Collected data
★ ★ ★ ★

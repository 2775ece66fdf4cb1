use std::fmt::{Display, Formatter, Result as FmtResult};

/// Nudity tag of a catalog image.
///
/// The catalog only accepts three values: `nude`, `not-nude` and blank. Any
/// other tag is treated as `nude`, erring on the side of flagging content.
#[derive(Debug, Clone, Copy, Default, PartialEq, Eq, Hash)]
pub enum Nudity {
    #[default]
    Nude,
    NotNude,
    /// Not yet classified
    Blank,
}
impl Nudity {
    pub fn as_str(&self) -> &'static str {
        match self {
            Self::Nude => "nude",
            Self::NotNude => "not-nude",
            Self::Blank => "",
        }
    }

    /// Maps any raw value onto the closed set of allowed tags.
    ///
    /// The value is trimmed and lower-cased; exact matches of the three
    /// allowed spellings are kept, everything else becomes [`Nudity::Nude`].
    pub fn normalize(raw: impl AsRef<str>) -> Self {
        match raw.as_ref().trim().to_lowercase().as_str() {
            "not-nude" => Self::NotNude,
            "" => Self::Blank,
            _ => Self::Nude,
        }
    }
}
impl Display for Nudity {
    fn fmt(&self, f: &mut Formatter<'_>) -> FmtResult {
        write!(f, "{}", self.as_str())
    }
}

/// Rule used to recognise a nudity tag among filename tokens.
#[derive(Debug, Clone, Copy, Default, PartialEq, Eq, Hash)]
#[cfg_attr(feature = "serde", derive(serde::Deserialize, serde::Serialize))]
#[cfg_attr(feature = "serde", serde(rename_all = "lowercase"))]
pub enum NudityTokens {
    /// Any token containing `nude`.
    #[default]
    Strict,
    /// Any token containing `nude` or `not`. Reproduces historical catalog
    /// output, including misfires on title words such as `nothing`.
    Legacy,
}
impl NudityTokens {
    pub fn matches(&self, token: &str) -> bool {
        match self {
            Self::Strict => token.contains("nude"),
            Self::Legacy => token.contains("nude") || token.contains("not"),
        }
    }

    /// Whether only the legacy rule would classify `token` as a nudity tag.
    pub fn is_legacy_only(token: &str) -> bool {
        !Self::Strict.matches(token) && Self::Legacy.matches(token)
    }
}
//! Command-line Error Types

use derive_more::{Display, Error};

pub type Error = exn::Exn<ErrorKind>;
pub type Result<T> = std::result::Result<T, Error>;

#[derive(Debug, Display, Error)]
pub enum ErrorKind {
    /// Configuration could not be loaded or is incomplete.
    #[display("invalid configuration")]
    Config,
    /// The images root could not be opened.
    #[display("cannot open images root")]
    ImagesRoot,
    /// A batch job stopped before finishing.
    #[display("{_0} failed")]
    Job(#[error(not(source))] &'static str),
}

★ ★ ★ ★

YOUR OBJECTIVE. Before answering, check every line of the records for the string "Strict", then state how many lines have it, with the number only.

REPLY. 3